È il 1964 e Sean Connery si ritrova per la terza volta nei panni di James Bond in una pellicola che diventa bussola, riferimento e spartiacque per la saga più celebre dell’intera storia del cinema.
Se si dovesse scegliere una sola pellicola-simbolo dell’intero franchise bondiano, la scelta cadrebbe su “Goldfinger”. Il film è il primo a imprimere una struttura/format poi divenuta definitiva nelle seguenti pellicole, il primo a ricevere un Premio Oscar (per i migliori effetti sonori, ndr.) e il primo ad avere una canzone-guida capace di scalare le vette delle chart di mezzo mondo. “Goldfinger” è un prodotto cinematografico agilissimo, glamour, ironico ed efficace che regge l’onda d’urto del tempo con eleganza pressoché immutata. Probabilmente non è la migliore spy-story della serie, ma è la più iconica, quella senza la quale forse oggi James Bond semplicemente non esisterebbe.
Sofisticato e felino, pericoloso e sexy, il Bond di Connery diventa un ‘topos’ inscalfibile dell’immaginario di celluloide: con “Goldfinger” esplode in ogni angolo del pianeta la Bondmania, quella speciale attenzione collettiva che si è riverberata, nei decenni, anche sulle pellicole interpretate da George Lazenby, Roger Moore, Timothy Dalton, Pierce Brosnan e Daniel Craig.
Quasi sessant’anni (e oltre venti film più tardi) si è avverata la profezia del villain Auric Goldfinger del 1964, un augurio definitivo e solenne: “No, mr. Bond, io mi aspetto che lei muoia!”. Il paradosso è che 007 pone fine alla sua vita terrena al termine di un film il cui titolo suona come una beffa, “No Time To Die”, non è tempo per morire.
Dal 1962 ad oggi nessuno era riuscito a sbarazzarsi dell’agente segreto britannico, nonostante i ripetuti tentativi di Blofeld e della sua Spectre, dell’organizzazione Quantum, di narcotrafficanti, di dittatori sanguinari, di killer dalla pistola d’oro, di tycoon spietati e di villain del calibro di Dr.

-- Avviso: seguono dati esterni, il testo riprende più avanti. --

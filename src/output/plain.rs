//! Plain text output formatting.
//!
//! Produces human-readable output with colors and formatting.

use crate::report::{AdminStats, DashboardStats, ScanRow, VulnerabilityReport};
use crate::types::{Project, ScanStatus, Severity, User, VulnerabilityStatus};
use console::{style, Style};
use std::fmt::{self, Write as _};

const RULE: &str = "═══════════════════════════════════════════════════════════════";
const THIN_RULE: &str = "───────────────────────────────────────────────────────────────";

fn severity_style(severity: Severity) -> Style {
    match severity {
        Severity::Critical => Style::new().magenta().bold(),
        Severity::High => Style::new().red().bold(),
        Severity::Medium => Style::new().yellow(),
        Severity::Low => Style::new().green(),
    }
}

fn status_style(status: VulnerabilityStatus) -> Style {
    match status {
        VulnerabilityStatus::Open => Style::new().red(),
        VulnerabilityStatus::InProgress => Style::new().yellow(),
        VulnerabilityStatus::Fixed => Style::new().green(),
        VulnerabilityStatus::Ignored => Style::new().dim(),
    }
}

/// Render a vulnerability report as a text table.
pub fn render_plain(report: &VulnerabilityReport) -> String {
    let mut out = String::new();
    // Writing into a String never fails.
    let _ = write_plain(&mut out, report);
    out
}

fn write_plain(out: &mut String, report: &VulnerabilityReport) -> fmt::Result {
    let s = &report.summary;

    writeln!(out)?;
    writeln!(out, "{}", style(RULE).cyan())?;
    writeln!(out, "                  {} Vulnerability Report", style("secportal").cyan().bold())?;
    writeln!(out, "{}", style(RULE).cyan())?;
    writeln!(out)?;
    writeln!(
        out,
        "  {} {} total, {} critical, {} open, {} fixed",
        style("Summary:").bold(),
        style(s.total).bold(),
        style(s.critical).magenta().bold(),
        style(s.open).red(),
        style(s.fixed).green()
    )?;
    writeln!(out)?;

    if report.rows.is_empty() {
        writeln!(out, "  {}", style("No vulnerabilities found with the selected filters.").dim())?;
    } else {
        writeln!(out, "  {}", style(THIN_RULE).dim())?;
        writeln!(
            out,
            "  {:<10}  {:<12}  {:<22}  {:<16}  {}",
            style("SEVERITY").bold(),
            style("STATUS").bold(),
            style("TYPE").bold(),
            style("PROJECT").bold(),
            style("FILE").bold()
        )?;
        writeln!(out, "  {}", style(THIN_RULE).dim())?;

        for row in &report.rows {
            writeln!(
                out,
                "  {:<10}  {:<12}  {:<22}  {:<16}  {}",
                severity_style(row.severity).apply_to(row.severity.to_string().to_uppercase()),
                status_style(row.status).apply_to(row.status.to_string()),
                truncate_string(&row.kind, 22),
                truncate_string(&row.project, 16),
                style(&row.file).dim()
            )?;
            writeln!(out, "  {:>10}  {} {}", "", style("fix:").dim(), row.suggested_fix)?;
        }

        writeln!(out, "  {}", style(THIN_RULE).dim())?;
    }

    writeln!(out)
}

/// Print the project list.
pub fn print_projects(projects: &[Project]) {
    if projects.is_empty() {
        println!("{}", style("No projects yet.").dim());
        return;
    }

    println!(
        "\n{:<22} {:<20} {:<16} {:<24} {}",
        "ID", "NAME", "OWNER", "TECH STACK", "LAST SCANNED"
    );
    println!("{}", "-".repeat(100));

    for project in projects {
        let last = project
            .last_scanned
            .map(|t| t.format("%Y-%m-%d %H:%M").to_string())
            .unwrap_or_else(|| "never".to_string());

        println!(
            "{:<22} {:<20} {:<16} {:<24} {}",
            project.id.short(),
            truncate_string(&project.name, 20),
            truncate_string(&project.owner, 16),
            truncate_string(&project.tech_stack.join(", "), 24),
            last
        );
    }
    println!();
}

/// Print the user list.
pub fn print_users(users: &[User], current: Option<&User>) {
    println!("\n  {:<20} {:<28} {:<20} {}", "ID", "EMAIL", "NAME", "ROLE");
    println!("{}", "-".repeat(80));

    for user in users {
        let marker = if current.map_or(false, |c| c.id == user.id) {
            style("*").green().bold().to_string()
        } else {
            " ".to_string()
        };
        println!(
            "{} {:<20} {:<28} {:<20} {}",
            marker,
            user.id.short(),
            truncate_string(&user.email, 28),
            truncate_string(&user.name, 20),
            user.role
        );
    }
    println!();
}

/// Print resolved scan rows.
pub fn print_scans(rows: &[ScanRow]) {
    if rows.is_empty() {
        println!("{}", style("No scans yet.").dim());
        return;
    }

    println!(
        "\n{:<15} {:<16} {:<18} {:<11} {:<10} {:>6} {:>6} {:>9}",
        "SCAN", "PROJECT", "TESTER", "TYPE", "STATUS", "ISSUES", "RISK", "TIME"
    );
    println!("{}", "-".repeat(98));

    for row in rows {
        let status = match row.status {
            ScanStatus::Completed => style(row.status.to_string()).green(),
            ScanStatus::Failed => style(row.status.to_string()).red(),
            ScanStatus::Pending | ScanStatus::Running => style(row.status.to_string()).yellow(),
        };
        let elapsed = row
            .duration_ms
            .map(|ms| format!("{:.1}s", ms as f64 / 1000.0))
            .unwrap_or_else(|| "-".to_string());
        println!(
            "{:<15} {:<16} {:<18} {:<11} {:<10} {:>6} {:>6} {:>9}",
            row.id.short(),
            truncate_string(&row.project, 16),
            truncate_string(&row.tester, 18),
            row.scan_type,
            status,
            row.findings,
            row.risk_score,
            elapsed
        );
    }
    println!();
}

/// Print the portfolio overview.
pub fn print_dashboard(stats: &DashboardStats) {
    println!();
    println!("{}", style(RULE).cyan());
    println!("                       {} Dashboard", style("secportal").cyan().bold());
    println!("{}", style(RULE).cyan());
    println!();
    println!("  {} {}", style("Projects:").bold(), stats.total_projects);
    println!("  {} {}", style("Vulnerabilities:").bold(), stats.total_vulnerabilities);
    println!("  {} {}", style("Critical:").bold(), style(stats.critical).magenta().bold());
    println!("  {} {}", style("Resolved:").bold(), style(stats.resolved).green());
    println!();

    let total = stats.by_severity.total().max(1);
    for severity in Severity::ALL {
        let count = stats.by_severity.get(severity);
        let bar = "█".repeat(count * 40 / total);
        println!(
            "  {:<9} {:>4}  {}",
            severity.to_string(),
            count,
            severity_style(severity).apply_to(bar)
        );
    }
    println!();
}

/// Print the administrator overview.
pub fn print_admin(stats: &AdminStats) {
    println!();
    println!("  {} {}", style("Users:").bold(), stats.total_users);
    println!("  {} {}", style("Active testers:").bold(), stats.active_testers);
    println!("  {} {}", style("Projects:").bold(), stats.total_projects);
    println!("  {} {}", style("Scans:").bold(), stats.total_scans);

    print_scans(&stats.recent_scans);
}

/// Print an error message.
pub fn print_error(msg: &str) {
    eprintln!("{} {}", style("Error:").red().bold(), msg);
}

/// Print a warning message.
pub fn print_warning(msg: &str) {
    eprintln!("{} {}", style("Warning:").yellow().bold(), msg);
}

/// Print a success message.
pub fn print_success(msg: &str) {
    println!("{} {}", style("✓").green().bold(), msg);
}

/// Print an info message.
pub fn print_info(msg: &str) {
    println!("{} {}", style("ℹ").blue().bold(), msg);
}

/// Truncate a string to a maximum length, adding ellipsis if truncated.
fn truncate_string(s: &str, max_len: usize) -> String {
    if s.chars().count() <= max_len {
        s.to_string()
    } else {
        let kept: String = s.chars().take(max_len.saturating_sub(3)).collect();
        format!("{}...", kept)
    }
}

No, Emilio Largo, Hugo Drax, Max Zorin e Le Chiffre.
Da alcuni giorni, decine di criminali internazionali possono tirare finalmente un sospiro di sollievo: l’agente più temibile dell’MI-6, l’uomo che ha salvato una ventina di volte il pianeta da disastri atomici e conflitti militari, viene finalmente liquidato con un grappolo di bombe lanciate – e qui la faccenda rasenta il tragicomico – da una contraerea della flotta navale britannica. Proprio lui, il Comandante James Bond della Royal Navy inglese, muore per mano di Sua Maestà, figura per la quale ha prestato il suo “servizio segreto” per oltre mezzo secolo.
Presentato il 29 settembre 2021 alla Royal Albert Hall di Londra e proiettato in 54 Paesi a partire dal giorno seguente, “No Time to Die” ha scalzato ogni altro film dalla cima degli incassi cinematografici degli ultimi cinque giorni e non ha ancora debuttato negli USA e in Cina, i due mercati più imponenti.
Con poco meno di 5.000 giorni e ben quindici anni vissuti nei panni dell’agente 007, Daniel Craig è il più longevo James Bond nella storia della saga ufficiale, avendo battuto i record di Roger Moore (4.526 giorni e 12 anni) e Sean Connery (nove anni, eccezion fatta per “Mai Dire Mai”, pellicola non ufficiale del franchise).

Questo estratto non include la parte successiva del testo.